Immunotherapy delays type 1 diabetes diagnosis in people at high risk.
Researchers are one step closer to preventing type 1 diabetes, thanks to TrialNet research funded by the US National Institutes of Health (NIH), primarily through the Special Diabetes Program, with additional support from JDRF, the leading global organisation funding type 1 diabetes research.
Presented on June 9 at the 2019 American Diabetes Association’s 79th Scientific Sessions and published in the New England Journal of Medicine findings from TrialNet’s Teplizumab (anti-CD3) Prevention Study show a drug that targets the immune system can delay type 1 diabetes a median of two years in children and adults at high risk.
All study participants were relatives of people with type 1 diabetes who had two or more autoantibodies and abnormal blood sugar levels as identified by TrialNet’s Pathway to Prevention study. These individuals are thought to have a lifetime risk of clinical diagnosis nearing 100%. Of the 76 high risk individuals who participated in the study, 55 were under age 18.

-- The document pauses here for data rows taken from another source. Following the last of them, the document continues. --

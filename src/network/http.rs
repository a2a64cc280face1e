//! Response helpers and request body handling

use http_body_util::{BodyExt, Empty, Full};
use hyper::body::Bytes;
use hyper::{Response, StatusCode};

use crate::playback::ProxyBody;
use crate::{ProxyError, Result};

/// Boxed error accepted from request bodies
pub type BoxError = Box<dyn std::error::Error + Send + Sync>;

/// Body holding a complete buffer
#[must_use]
pub fn full(data: impl Into<Bytes>) -> ProxyBody {
    Full::new(data.into())
        .map_err(|never| match never {})
        .boxed_unsync()
}

/// Empty body
#[must_use]
pub fn empty() -> ProxyBody {
    Empty::new().map_err(|never| match never {}).boxed_unsync()
}

/// Plain-text response with the given status
#[must_use]
pub fn text_response(status: StatusCode, body: &str) -> Response<ProxyBody> {
    let mut response = Response::new(full(body.to_string()));
    *response.status_mut() = status;
    response.headers_mut().insert(
        hyper::header::CONTENT_TYPE,
        hyper::header::HeaderValue::from_static("text/plain; charset=utf-8"),
    );
    response
}

/// Status code reported to the client for an error
#[must_use]
pub fn error_status(error: &ProxyError) -> StatusCode {
    match error {
        ProxyError::NotFound { .. } => StatusCode::NOT_FOUND,
        ProxyError::Upstream(_) => StatusCode::BAD_GATEWAY,
        ProxyError::InvalidUrl { .. } => StatusCode::BAD_REQUEST,
        _ => StatusCode::INTERNAL_SERVER_ERROR,
    }
}

/// Create an error response
#[must_use]
pub fn error_response(error: &ProxyError) -> Response<ProxyBody> {
    let status = error_status(error);
    if status == StatusCode::NOT_FOUND {
        let mut response = Response::new(empty());
        *response.status_mut() = status;
        return response;
    }
    text_response(status, &format!("Error: {error}"))
}

/// Read a request body with a size limit
///
/// # Errors
///
/// Returns error if the body is too large or cannot be read
pub async fn read_body<B>(body: B, max_size: usize) -> Result<Bytes>
where
    B: hyper::body::Body,
    B::Error: Into<BoxError>,
{
    let limited = http_body_util::Limited::new(body, max_size);
    let collected = limited
        .collect()
        .await
        .map_err(|e| ProxyError::Http(format!("Failed to read body: {e}")))?;

    Ok(collected.to_bytes())
}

Type 1 diabetes occurs when the body’s immune system attacks and destroys insulin-producing beta cells in the pancreas, causing abnormal blood glucose (sugar) levels. Teplizumab interferes with the body’s immune destruction of its own beta cells. While previous studies showed teplizumab prolonged insulin production in people recently diagnosed, this is the first study to test it in people at high risk for the disease.
Importantly, this study highlights that type 1 diabetes is an autoimmune disease that can be delayed with immune therapy. TrialNet has several other immune therapy trials aiming to delay type 1 diabetes.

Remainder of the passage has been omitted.